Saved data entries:

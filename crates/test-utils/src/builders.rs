#![allow(dead_code)]

use std::fs;
use std::path::{Path, PathBuf};
use std::time::Duration;

use pollwatch::config::{CommandSpec, WatchConfig};
use pollwatch::types::{DeletionPolicy, OutputMode, ReadErrorPolicy};
use tempfile::TempDir;

/// Builder for `WatchConfig` with test-friendly defaults:
/// a short poll interval, a short stop timeout, captured output and no
/// initial run.
pub struct WatchConfigBuilder {
    config: WatchConfig,
}

impl WatchConfigBuilder {
    pub fn new(root: impl Into<PathBuf>) -> Self {
        Self {
            config: WatchConfig {
                root: root.into(),
                interval: Duration::from_millis(50),
                deletion: DeletionPolicy::default(),
                read_errors: ReadErrorPolicy::default(),
                command: CommandSpec::parse("true").expect("valid command"),
                stop_timeout: Duration::from_millis(500),
                output: OutputMode::Capture,
                initial_run: false,
            },
        }
    }

    pub fn cmd(mut self, raw: &str) -> Self {
        self.config.command = CommandSpec::parse(raw).expect("valid command");
        self
    }

    pub fn interval(mut self, interval: Duration) -> Self {
        self.config.interval = interval;
        self
    }

    pub fn stop_timeout(mut self, timeout: Duration) -> Self {
        self.config.stop_timeout = timeout;
        self
    }

    pub fn deletion(mut self, policy: DeletionPolicy) -> Self {
        self.config.deletion = policy;
        self
    }

    pub fn read_errors(mut self, policy: ReadErrorPolicy) -> Self {
        self.config.read_errors = policy;
        self
    }

    pub fn initial_run(mut self, val: bool) -> Self {
        self.config.initial_run = val;
        self
    }

    pub fn build(self) -> WatchConfig {
        self.config
    }
}

/// A directory tree in a fresh temp dir, removed on drop.
pub struct TreeBuilder {
    dir: TempDir,
}

impl TreeBuilder {
    pub fn new() -> Self {
        Self {
            dir: tempfile::tempdir().expect("create temp dir"),
        }
    }

    pub fn root(&self) -> &Path {
        self.dir.path()
    }

    pub fn path(&self, rel: &str) -> PathBuf {
        self.dir.path().join(rel)
    }

    /// Create a directory (and its parents).
    pub fn dir(self, rel: &str) -> Self {
        self.mkdir(rel);
        self
    }

    /// Create a file (and its parents) with the given contents.
    pub fn file(self, rel: &str, contents: &str) -> Self {
        self.write(rel, contents);
        self
    }

    pub fn mkdir(&self, rel: &str) {
        fs::create_dir_all(self.path(rel)).expect("create dir");
    }

    /// Write (or overwrite) a file while the test is running.
    pub fn write(&self, rel: &str, contents: &str) {
        let path = self.path(rel);
        if let Some(parent) = path.parent() {
            fs::create_dir_all(parent).expect("create parent dir");
        }
        fs::write(&path, contents).expect("write file");
    }

    pub fn remove(&self, rel: &str) {
        let path = self.path(rel);
        if path.is_dir() {
            fs::remove_dir_all(&path).expect("remove dir");
        } else {
            fs::remove_file(&path).expect("remove file");
        }
    }
}

impl Default for TreeBuilder {
    fn default() -> Self {
        Self::new()
    }
}
// src/engine/core.rs

//! Pure supervisor state machine.
//!
//! Consumes [`SupervisorEvent`]s and produces the commands the async shell
//! (`engine::runtime::Supervisor`) must carry out. No Tokio, no processes,
//! so every transition can be unit tested directly.

use crate::engine::{LaunchId, RunOutcome, SupervisorEvent};

#[derive(Debug, Clone, Copy, PartialEq, Eq)]
pub enum SupervisorState {
    /// No child running; waiting for a change.
    Idle,
    /// Exactly one child, started by launch `launch`.
    Running { launch: LaunchId },
    /// Loop has ended; nothing else will be launched.
    Terminal,
}

/// Command produced by the core, to be executed by the shell in order.
#[derive(Debug, Clone, Copy, PartialEq, Eq)]
pub enum CoreCommand {
    /// Cancel the launch's scope and wait (bounded) for its child to go away.
    StopChild { launch: LaunchId },
    /// Start the command under a fresh scope.
    Launch { launch: LaunchId },
}

/// Decision returned by the core after handling a single event.
#[derive(Debug, Clone, PartialEq, Eq)]
pub struct CoreStep {
    pub commands: Vec<CoreCommand>,
    /// Whether the shell loop should keep running.
    pub keep_running: bool,
}

/// Counters over the supervisor's lifetime.
#[derive(Debug, Clone, Copy, Default, PartialEq, Eq)]
pub struct SupervisorStats {
    pub launches: u64,
    /// Launches that replaced a still-running child.
    pub restarts: u64,
    /// Children that exited non-zero or failed to start.
    pub failures: u64,
}

#[derive(Debug)]
pub struct SupervisorCore {
    state: SupervisorState,
    next_launch: LaunchId,
    stats: SupervisorStats,
}

impl Default for SupervisorCore {
    fn default() -> Self {
        Self::new()
    }
}

impl SupervisorCore {
    pub fn new() -> Self {
        Self {
            state: SupervisorState::Idle,
            next_launch: 1,
            stats: SupervisorStats::default(),
        }
    }

    pub fn state(&self) -> SupervisorState {
        self.state
    }

    pub fn stats(&self) -> SupervisorStats {
        self.stats
    }

    pub fn step(&mut self, event: SupervisorEvent) -> CoreStep {
        match (self.state, event) {
            (SupervisorState::Terminal, _) => CoreStep {
                commands: Vec::new(),
                keep_running: false,
            },

            (state, SupervisorEvent::ShutdownRequested) => {
                self.state = SupervisorState::Terminal;
                let commands = match state {
                    SupervisorState::Running { launch } => vec![CoreCommand::StopChild { launch }],
                    _ => Vec::new(),
                };
                CoreStep {
                    commands,
                    keep_running: false,
                }
            }

            (SupervisorState::Idle, SupervisorEvent::ChangeDetected) => {
                let launch = self.begin_launch();
                running(vec![CoreCommand::Launch { launch }])
            }

            // A newer change always wins over letting the current child finish.
            (SupervisorState::Running { launch: current }, SupervisorEvent::ChangeDetected) => {
                self.stats.restarts += 1;
                let launch = self.begin_launch();
                running(vec![
                    CoreCommand::StopChild { launch: current },
                    CoreCommand::Launch { launch },
                ])
            }

            (
                SupervisorState::Running { launch: current },
                SupervisorEvent::ChildExited { launch, outcome },
            ) if launch == current => {
                if outcome.is_failure() {
                    self.stats.failures += 1;
                }
                self.state = SupervisorState::Idle;
                running(Vec::new())
            }

            // Exit report from a launch that is no longer current.
            (_, SupervisorEvent::ChildExited { .. }) => running(Vec::new()),
        }
    }

    fn begin_launch(&mut self) -> LaunchId {
        let launch = self.next_launch;
        self.next_launch += 1;
        self.stats.launches += 1;
        self.state = SupervisorState::Running { launch };
        launch
    }
}

fn running(commands: Vec<CoreCommand>) -> CoreStep {
    CoreStep {
        commands,
        keep_running: true,
    }
}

• EXERCISE OBJECTIVE: Read the entries above, then pull out the lines that include "LaunchId".

• RESPONSE FOR THIS EXERCISE:
use crate::engine::{LaunchId, RunOutcome, SupervisorEvent};
    Running { launch: LaunchId },
    StopChild { launch: LaunchId },
    Launch { launch: LaunchId },
    next_launch: LaunchId,
    fn begin_launch(&mut self) -> LaunchId {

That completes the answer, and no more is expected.